The Labor Department's public transportation index rose a sharp 2.7%, for instance, driven largely by big increases in air fares. And gasoline prices posted their fastest monthly increase since April 1999, reaching levels 10.2% higher than at their last peak, just before the Persian Gulf War in November 1990.
But prices also rose in such diverse sectors as shelter--which includes rents, motel rooms and homeowners' costs--sports and recreation, child care and medical goods and services.
Some of these price increases could be blamed, at least in part, on the recent spike in oil prices; certain drugs use petroleum feedstocks, for example. But in other sectors, the culprit appears to be rising labor costs--one of the biggest sources of worry to inflation hawks, but a threat that, until now, had not shown up in any measurable way.
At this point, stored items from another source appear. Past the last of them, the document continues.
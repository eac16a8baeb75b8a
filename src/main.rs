use std::fs;
use std::path::{Path, PathBuf};

use anyhow::{Context, Result, bail};
use chrono::{Local, NaiveDateTime};
use clap::{Args, Parser, Subcommand};
use serde::de::DeserializeOwned;
use tracing::{Level, info};
use tracing_subscriber::FmtSubscriber;

use scout_engine::cluster::{self, DEFAULT_SEED, Estimator};
use scout_engine::criteria::{self, Criteria};
use scout_engine::normalize::{self, RollingOptions, RollingReduction, StatCategories};
use scout_engine::rating::{self, RatingConfig};
use scout_engine::reduce;
use scout_engine::similarity::{self, Target};
use scout_engine::standardize::Imputation;
use scout_engine::Dataset;

/// Scouting analytics over player and team statistics
#[derive(Parser, Debug)]
#[command(name = "scout_engine")]
#[command(about = "Filter, compare, cluster and rate football players", long_about = None)]
struct Cli {
    /// Log level
    #[arg(long, default_value = "warn", global = true)]
    log_level: String,

    #[command(flatten)]
    output: OutputArgs,

    #[command(subcommand)]
    command: Command,
}

#[derive(Args, Debug)]
struct OutputArgs {
    /// Write the resulting dataset to this file instead of stdout
    #[arg(long, global = true)]
    out: Option<PathBuf>,

    /// Write a dated `<basename>_<YYYY_MM_DD_HH_MM>.json` into this directory
    #[arg(long, global = true, conflicts_with = "out")]
    out_dir: Option<PathBuf>,

    /// File name prefix used with --out-dir
    #[arg(long, global = true, default_value = "scout")]
    basename: String,
}

#[derive(Subcommand, Debug)]
enum Command {
    /// Stack datasets from several sources into one
    Combine {
        inputs: Vec<PathBuf>,
        /// Label column recording each row's source file stem
        #[arg(long)]
        tag: Option<String>,
    },
    /// Keep rows meeting every threshold of a criteria document
    Filter {
        input: PathBuf,
        #[arg(long)]
        criteria: PathBuf,
    },
    /// Nearest records to a target in standardized stat space
    Similar {
        input: PathBuf,
        /// Identifier of the target record (row index with --row)
        #[arg(long)]
        target: String,
        #[arg(long)]
        row: bool,
        #[arg(long, value_delimiter = ',', required = true)]
        columns: Vec<String>,
        #[arg(long, default_value_t = 10)]
        num: usize,
        /// Fill nulls with the column mean instead of failing
        #[arg(long)]
        impute: bool,
    },
    /// Rescale cumulative stats to per-90-minute rates
    Per90 {
        input: PathBuf,
        #[arg(long, value_delimiter = ',', required = true)]
        columns: Vec<String>,
    },
    /// Trailing moving aggregates over row order
    Rolling {
        input: PathBuf,
        #[arg(long, value_delimiter = ',', required = true)]
        columns: Vec<String>,
        #[arg(long)]
        window: usize,
        #[arg(long, default_value_t = 1)]
        min_periods: usize,
        /// Sum instead of mean
        #[arg(long)]
        sum: bool,
        #[arg(long)]
        drop_incomplete: bool,
    },
    /// Clamp columns into their [alpha, 1 - alpha] quantile range
    Clamp {
        input: PathBuf,
        #[arg(long, value_delimiter = ',', required = true)]
        columns: Vec<String>,
        #[arg(long, default_value_t = 0.05)]
        alpha: f64,
    },
    /// Scale player stats by their team's possession in each match
    Possession {
        players: PathBuf,
        teams: PathBuf,
        #[arg(long, value_delimiter = ',', required = true)]
        columns: Vec<String>,
    },
    /// Keep or drop the stats of named categories
    Categories {
        input: PathBuf,
        #[arg(long)]
        config: PathBuf,
        #[arg(long, value_delimiter = ',', required = true)]
        names: Vec<String>,
        #[arg(long)]
        drop: bool,
    },
    /// Project columns onto principal components
    Reduce {
        input: PathBuf,
        #[arg(long, value_delimiter = ',', required = true)]
        columns: Vec<String>,
        #[arg(long, default_value_t = 1)]
        dims: usize,
    },
    /// Label records with style clusters
    Cluster {
        input: PathBuf,
        #[arg(long, value_delimiter = ',', required = true)]
        columns: Vec<String>,
        /// auto, elbow or kmeans:<k>
        #[arg(long, default_value = "auto")]
        estimator: String,
    },
    /// Add style ratings from a rating config
    Rate {
        input: PathBuf,
        #[arg(long)]
        config: PathBuf,
    },
}

/// Environment overrides, read once at startup.
#[derive(Debug, Clone, Copy, PartialEq)]
struct Settings {
    seed: u64,
    max_k: usize,
}

impl Settings {
    fn from_env() -> Self {
        Self::from_lookup(|key| std::env::var(key).ok())
    }

    fn from_lookup(lookup: impl Fn(&str) -> Option<String>) -> Self {
        let seed = lookup("SCOUT_SEED")
            .and_then(|val| val.parse::<u64>().ok())
            .unwrap_or(DEFAULT_SEED);
        let max_k = lookup("SCOUT_MAX_K")
            .and_then(|val| val.parse::<usize>().ok())
            .unwrap_or(10)
            .max(2);
        Self { seed, max_k }
    }

    fn estimator(&self, name: &str) -> Result<Box<dyn Estimator>> {
        Ok(cluster::builtin_estimator(name, self.seed, self.max_k)?)
    }
}

fn main() -> Result<()> {
    let _ = dotenvy::from_filename(".env.local");
    let _ = dotenvy::from_filename(".env");

    let cli = Cli::parse();

    let log_level = match cli.log_level.as_str() {
        "trace" => Level::TRACE,
        "debug" => Level::DEBUG,
        "info" => Level::INFO,
        "warn" => Level::WARN,
        "error" => Level::ERROR,
        _ => Level::WARN,
    };
    let subscriber = FmtSubscriber::builder()
        .with_max_level(log_level)
        .with_writer(std::io::stderr)
        .finish();
    tracing::subscriber::set_global_default(subscriber)?;

    let settings = Settings::from_env();
    let result = run(cli.command, &settings)?;
    write_output(&result, &cli.output)
}

fn run(command: Command, settings: &Settings) -> Result<Dataset> {
    let out = match command {
        Command::Combine { inputs, tag } => {
            if inputs.is_empty() {
                bail!("combine needs at least one input");
            }
            let mut parts = Vec::with_capacity(inputs.len());
            for path in &inputs {
                let ds: Dataset = read_json(path)?;
                parts.push(match &tag {
                    Some(column) => normalize::with_label(&ds, column, &file_stem(path)),
                    None => ds,
                });
            }
            normalize::combine(&parts)?
        }
        Command::Filter { input, criteria } => {
            let criteria: Criteria = read_json(&criteria)?;
            criteria::filter(&read_json(&input)?, &criteria)?
        }
        Command::Similar {
            input,
            target,
            row,
            columns,
            num,
            impute,
        } => {
            let target = if row {
                Target::Row(
                    target
                        .parse()
                        .with_context(|| format!("'{target}' is not a row index"))?,
                )
            } else {
                Target::Id(target)
            };
            let imputation = if impute {
                Imputation::ColumnMean
            } else {
                Imputation::Forbid
            };
            similarity::search_similar_with(&read_json(&input)?, &names(&columns), target, num, imputation)?
        }
        Command::Per90 { input, columns } => {
            normalize::adjust_per_90(&read_json(&input)?, &names(&columns))?
        }
        Command::Rolling {
            input,
            columns,
            window,
            min_periods,
            sum,
            drop_incomplete,
        } => {
            let opts = RollingOptions {
                min_periods,
                reduction: if sum {
                    RollingReduction::Sum
                } else {
                    RollingReduction::Mean
                },
                drop_incomplete,
                ..RollingOptions::new(window)
            };
            normalize::rolling_with(&read_json(&input)?, &names(&columns), &opts)?
        }
        Command::Clamp {
            input,
            columns,
            alpha,
        } => normalize::clamp_by_percentiles(&read_json(&input)?, &names(&columns), alpha)?,
        Command::Possession {
            players,
            teams,
            columns,
        } => normalize::adjust_possession(&read_json(&players)?, &read_json(&teams)?, &names(&columns))?,
        Command::Categories {
            input,
            config,
            names: categories,
            drop,
        } => {
            let config: StatCategories = read_json(&config)?;
            normalize::select_categories(&read_json(&input)?, &config, &names(&categories), !drop)?
        }
        Command::Reduce {
            input,
            columns,
            dims,
        } => reduce::reduce(&read_json(&input)?, &names(&columns), dims)?,
        Command::Cluster {
            input,
            columns,
            estimator,
        } => {
            let estimator = settings.estimator(&estimator)?;
            info!(estimator = estimator.name(), seed = settings.seed, "clustering");
            cluster::cluster_with(&read_json(&input)?, &names(&columns), estimator.as_ref())?
        }
        Command::Rate { input, config } => {
            let config: RatingConfig = read_json(&config)?;
            rating::estimate_style_ratings(&read_json(&input)?, &config)?
        }
    };
    Ok(out)
}

fn names(columns: &[String]) -> Vec<&str> {
    columns.iter().map(String::as_str).collect()
}

fn file_stem(path: &Path) -> String {
    path.file_stem()
        .map(|s| s.to_string_lossy().into_owned())
        .unwrap_or_else(|| path.display().to_string())
}

fn read_json<T: DeserializeOwned>(path: &Path) -> Result<T> {
    let raw = fs::read_to_string(path)
        .with_context(|| format!("failed to read {}", path.display()))?;
    serde_json::from_str(&raw).with_context(|| format!("failed to parse {}", path.display()))
}

fn write_output(dataset: &Dataset, output: &OutputArgs) -> Result<()> {
    let path = match (&output.out, &output.out_dir) {
        (Some(path), _) => path.clone(),
        (None, Some(dir)) => {
            fs::create_dir_all(dir)
                .with_context(|| format!("failed to create {}", dir.display()))?;
            dated_path(dir, &output.basename, Local::now().naive_local())
        }
        (None, None) => {
            println!("{}", serde_json::to_string_pretty(dataset)?);
            return Ok(());
        }
    };
    write_dataset(dataset, &path)?;
    info!(path = %path.display(), records = dataset.len(), "wrote dataset");
    Ok(())
}

fn dated_path(dir: &Path, basename: &str, at: NaiveDateTime) -> PathBuf {
    dir.join(format!("{basename}_{}.json", at.format("%Y_%m_%d_%H_%M")))
}

fn write_dataset(dataset: &Dataset, path: &Path) -> Result<()> {
    let json = serde_json::to_string_pretty(dataset)?;
    fs::write(path, json).with_context(|| format!("failed to write {}", path.display()))
}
"In this report, there is some evidence that higher labor costs are pressuring the cost of everything from medical care to housing," said Sung Won Sohn, chief economist at Wells Fargo & Co. He cited in particular the 0.5% increase in medical-care services, driven by the rising wages of health professionals, and the likelihood that rising contractor and craftsmen's fees were behind the rise in housing costs.
"The best news on inflation is behind us," Sohn said. "Nobody is talking about the Consumer Price Index going to double digits, but the bottom has been reached."
Compounding economists' anxieties was the consumer price reports arrival just one day after a separate government report revealed that retail sales grew by a spectacular 15.8% annual rate in the first quarter.
"If that's not overheating, what is?" wondered David Off, chief economist at First Union Securities Inc. in Charlotte, N.C. The government also reported Friday that industrial output grew at a strong annual rate of 6.4% in the first quarter.
Even before the new inflation data were published, these and other signs of consumer exuberance had prompted private economic forecasters to revise their growth predictions upward. Friday's price data not only confirmed their hunches, but also convinced many of them that the Feds next rate increase would have to exceed the last five, each of them 0.25 percentage points, to have sufficient impact.
The question now is whether--and how--the Fed can safely do that when financial markets are so volatile.
Some forecasters said the chances are at least 50-50 that the Fed's policy-making Open Market Committee will raise interest rates by a half a percentage point when it meets next meets on may 16.
Others said the Fed might stick to quarter-point increases but continue them into the fall rather than stopping in mid-summer. And some suggested that the Fed would raise rates both faster and longer.
"Its Greenspan's worst nightmare, in that there isn't any excuse to go gradually any more," said economist Allyn. "He has to tighten."